■ **WORK ITEM**: Please filter the data down to the lines that include the word "createdAt" and copy them.

(Stored items from a collection)
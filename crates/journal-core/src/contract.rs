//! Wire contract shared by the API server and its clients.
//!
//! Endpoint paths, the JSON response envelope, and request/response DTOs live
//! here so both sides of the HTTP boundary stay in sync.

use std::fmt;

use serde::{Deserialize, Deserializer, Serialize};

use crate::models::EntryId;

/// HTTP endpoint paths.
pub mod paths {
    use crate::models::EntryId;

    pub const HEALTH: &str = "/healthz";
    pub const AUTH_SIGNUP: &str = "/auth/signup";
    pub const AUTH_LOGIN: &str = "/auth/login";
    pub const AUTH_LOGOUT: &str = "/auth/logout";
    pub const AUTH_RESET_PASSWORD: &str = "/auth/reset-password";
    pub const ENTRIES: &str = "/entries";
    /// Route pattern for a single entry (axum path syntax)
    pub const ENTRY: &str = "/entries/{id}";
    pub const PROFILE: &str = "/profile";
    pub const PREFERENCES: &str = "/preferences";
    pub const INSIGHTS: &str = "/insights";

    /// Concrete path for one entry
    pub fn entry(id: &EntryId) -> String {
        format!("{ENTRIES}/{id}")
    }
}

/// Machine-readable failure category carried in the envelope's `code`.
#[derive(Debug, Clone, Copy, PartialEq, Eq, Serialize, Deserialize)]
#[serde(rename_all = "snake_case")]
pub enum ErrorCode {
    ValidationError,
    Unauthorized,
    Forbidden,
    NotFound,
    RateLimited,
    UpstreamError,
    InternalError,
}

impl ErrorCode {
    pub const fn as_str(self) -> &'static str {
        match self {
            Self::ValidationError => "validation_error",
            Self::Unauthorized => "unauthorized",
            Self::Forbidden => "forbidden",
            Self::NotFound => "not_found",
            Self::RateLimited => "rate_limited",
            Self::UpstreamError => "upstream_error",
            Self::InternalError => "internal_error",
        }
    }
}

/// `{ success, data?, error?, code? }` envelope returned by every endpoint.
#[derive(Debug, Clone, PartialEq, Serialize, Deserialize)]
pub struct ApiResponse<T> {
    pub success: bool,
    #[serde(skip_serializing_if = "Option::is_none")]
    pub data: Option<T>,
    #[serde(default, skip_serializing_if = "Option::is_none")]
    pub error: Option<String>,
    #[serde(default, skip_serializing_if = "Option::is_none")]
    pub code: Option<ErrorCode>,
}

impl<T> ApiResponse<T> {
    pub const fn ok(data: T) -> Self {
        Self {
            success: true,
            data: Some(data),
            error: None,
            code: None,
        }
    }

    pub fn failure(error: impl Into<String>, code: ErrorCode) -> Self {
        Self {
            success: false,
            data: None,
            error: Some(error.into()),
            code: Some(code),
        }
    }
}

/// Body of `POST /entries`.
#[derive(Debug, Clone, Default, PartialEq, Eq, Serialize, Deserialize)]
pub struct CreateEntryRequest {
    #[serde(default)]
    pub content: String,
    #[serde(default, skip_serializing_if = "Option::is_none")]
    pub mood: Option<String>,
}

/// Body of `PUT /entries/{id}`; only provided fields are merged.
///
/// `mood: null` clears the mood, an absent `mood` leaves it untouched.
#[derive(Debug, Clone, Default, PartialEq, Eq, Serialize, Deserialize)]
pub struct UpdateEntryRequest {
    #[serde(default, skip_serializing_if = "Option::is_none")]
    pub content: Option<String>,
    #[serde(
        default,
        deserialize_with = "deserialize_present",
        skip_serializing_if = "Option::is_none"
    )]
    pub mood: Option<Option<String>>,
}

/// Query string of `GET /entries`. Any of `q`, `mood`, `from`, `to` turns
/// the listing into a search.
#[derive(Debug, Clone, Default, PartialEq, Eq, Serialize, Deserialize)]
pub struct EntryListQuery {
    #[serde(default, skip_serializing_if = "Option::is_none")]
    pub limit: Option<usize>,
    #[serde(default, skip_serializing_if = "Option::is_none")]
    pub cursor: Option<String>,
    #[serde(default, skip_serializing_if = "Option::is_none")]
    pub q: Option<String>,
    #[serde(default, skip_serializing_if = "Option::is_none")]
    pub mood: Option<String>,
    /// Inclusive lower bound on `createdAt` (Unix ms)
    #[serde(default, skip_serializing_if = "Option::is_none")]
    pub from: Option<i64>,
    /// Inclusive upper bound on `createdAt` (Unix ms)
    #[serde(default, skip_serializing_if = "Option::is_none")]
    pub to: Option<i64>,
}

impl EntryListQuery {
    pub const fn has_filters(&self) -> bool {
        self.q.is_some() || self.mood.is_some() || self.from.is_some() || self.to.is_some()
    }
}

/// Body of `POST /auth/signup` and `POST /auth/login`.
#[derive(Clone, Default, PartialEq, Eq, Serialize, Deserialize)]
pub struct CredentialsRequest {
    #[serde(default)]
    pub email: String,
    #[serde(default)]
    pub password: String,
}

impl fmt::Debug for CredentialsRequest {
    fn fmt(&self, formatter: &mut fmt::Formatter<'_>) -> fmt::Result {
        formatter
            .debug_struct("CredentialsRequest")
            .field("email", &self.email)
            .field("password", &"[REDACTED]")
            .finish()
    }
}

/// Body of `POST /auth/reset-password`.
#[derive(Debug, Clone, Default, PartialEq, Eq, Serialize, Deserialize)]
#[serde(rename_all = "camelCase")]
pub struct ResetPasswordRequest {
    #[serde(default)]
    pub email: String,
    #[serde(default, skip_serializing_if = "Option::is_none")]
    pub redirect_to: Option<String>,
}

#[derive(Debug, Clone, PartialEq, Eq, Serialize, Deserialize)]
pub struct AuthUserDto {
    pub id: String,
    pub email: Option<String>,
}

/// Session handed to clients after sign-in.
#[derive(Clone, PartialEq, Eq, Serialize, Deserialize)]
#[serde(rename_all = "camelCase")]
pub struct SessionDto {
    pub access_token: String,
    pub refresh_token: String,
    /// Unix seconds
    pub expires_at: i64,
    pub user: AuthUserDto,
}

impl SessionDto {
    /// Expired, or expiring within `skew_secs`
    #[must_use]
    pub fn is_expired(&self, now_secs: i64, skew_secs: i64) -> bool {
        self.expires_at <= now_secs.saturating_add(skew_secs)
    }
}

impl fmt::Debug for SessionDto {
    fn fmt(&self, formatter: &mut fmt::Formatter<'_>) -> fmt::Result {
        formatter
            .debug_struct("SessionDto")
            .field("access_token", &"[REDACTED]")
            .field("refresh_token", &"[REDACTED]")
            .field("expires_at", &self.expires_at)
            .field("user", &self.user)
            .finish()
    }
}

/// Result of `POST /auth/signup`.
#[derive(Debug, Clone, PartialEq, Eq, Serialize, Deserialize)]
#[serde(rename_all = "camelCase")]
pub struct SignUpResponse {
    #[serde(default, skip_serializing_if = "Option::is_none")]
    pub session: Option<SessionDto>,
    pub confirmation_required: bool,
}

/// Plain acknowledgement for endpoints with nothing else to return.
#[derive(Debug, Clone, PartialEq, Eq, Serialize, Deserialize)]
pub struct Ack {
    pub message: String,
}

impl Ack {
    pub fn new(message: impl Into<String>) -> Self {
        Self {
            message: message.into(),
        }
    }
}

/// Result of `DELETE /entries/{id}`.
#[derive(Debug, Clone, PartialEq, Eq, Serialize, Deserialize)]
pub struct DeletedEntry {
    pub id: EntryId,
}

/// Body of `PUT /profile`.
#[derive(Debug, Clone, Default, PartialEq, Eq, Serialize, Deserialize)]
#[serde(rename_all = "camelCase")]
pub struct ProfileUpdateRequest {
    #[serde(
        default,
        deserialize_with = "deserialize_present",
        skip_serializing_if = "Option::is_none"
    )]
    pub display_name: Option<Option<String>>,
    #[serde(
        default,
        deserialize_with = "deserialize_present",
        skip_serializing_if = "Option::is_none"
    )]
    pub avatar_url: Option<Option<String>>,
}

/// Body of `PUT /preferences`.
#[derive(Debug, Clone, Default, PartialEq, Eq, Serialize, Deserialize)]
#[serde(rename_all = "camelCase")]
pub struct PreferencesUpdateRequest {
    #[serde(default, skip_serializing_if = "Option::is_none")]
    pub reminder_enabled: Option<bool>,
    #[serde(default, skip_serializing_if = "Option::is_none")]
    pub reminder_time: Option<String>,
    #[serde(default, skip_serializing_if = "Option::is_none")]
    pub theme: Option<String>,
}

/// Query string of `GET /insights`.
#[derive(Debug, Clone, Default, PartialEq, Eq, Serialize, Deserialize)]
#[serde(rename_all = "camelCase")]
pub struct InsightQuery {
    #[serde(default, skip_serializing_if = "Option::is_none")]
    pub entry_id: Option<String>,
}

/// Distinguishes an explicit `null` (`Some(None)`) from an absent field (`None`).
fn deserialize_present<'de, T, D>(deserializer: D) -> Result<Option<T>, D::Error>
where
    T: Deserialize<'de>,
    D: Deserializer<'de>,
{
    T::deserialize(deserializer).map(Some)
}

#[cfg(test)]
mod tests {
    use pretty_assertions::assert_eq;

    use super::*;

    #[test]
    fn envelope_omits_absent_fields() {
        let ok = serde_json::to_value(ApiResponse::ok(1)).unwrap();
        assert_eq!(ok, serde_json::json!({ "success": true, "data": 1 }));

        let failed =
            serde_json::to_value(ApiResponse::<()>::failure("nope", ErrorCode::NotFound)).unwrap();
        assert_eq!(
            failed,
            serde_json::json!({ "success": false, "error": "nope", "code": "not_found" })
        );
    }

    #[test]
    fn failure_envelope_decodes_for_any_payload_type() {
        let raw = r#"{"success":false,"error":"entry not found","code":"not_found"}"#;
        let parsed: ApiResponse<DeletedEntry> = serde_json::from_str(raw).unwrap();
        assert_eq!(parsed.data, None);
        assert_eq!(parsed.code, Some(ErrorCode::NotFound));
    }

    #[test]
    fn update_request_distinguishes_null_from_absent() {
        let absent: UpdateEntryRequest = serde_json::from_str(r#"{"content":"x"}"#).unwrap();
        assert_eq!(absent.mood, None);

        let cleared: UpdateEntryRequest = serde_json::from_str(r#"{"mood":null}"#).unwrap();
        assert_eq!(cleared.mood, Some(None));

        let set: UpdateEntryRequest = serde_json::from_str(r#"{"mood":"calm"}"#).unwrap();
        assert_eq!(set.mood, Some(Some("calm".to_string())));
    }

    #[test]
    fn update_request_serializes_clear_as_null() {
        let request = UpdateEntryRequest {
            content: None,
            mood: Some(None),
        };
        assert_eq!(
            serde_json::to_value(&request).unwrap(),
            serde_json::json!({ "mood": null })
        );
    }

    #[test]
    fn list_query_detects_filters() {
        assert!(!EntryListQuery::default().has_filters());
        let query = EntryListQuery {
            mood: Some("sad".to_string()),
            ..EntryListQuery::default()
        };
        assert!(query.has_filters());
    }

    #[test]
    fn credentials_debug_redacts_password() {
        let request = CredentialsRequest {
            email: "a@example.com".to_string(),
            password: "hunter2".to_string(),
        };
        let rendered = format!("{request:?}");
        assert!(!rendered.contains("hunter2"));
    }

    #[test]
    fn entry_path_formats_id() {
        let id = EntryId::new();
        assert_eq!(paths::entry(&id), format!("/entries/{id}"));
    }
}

■ **OUTPUT OF THE TASK**:
    /// Inclusive lower bound on `createdAt` (Unix ms)
    /// Inclusive upper bound on `createdAt` (Unix ms)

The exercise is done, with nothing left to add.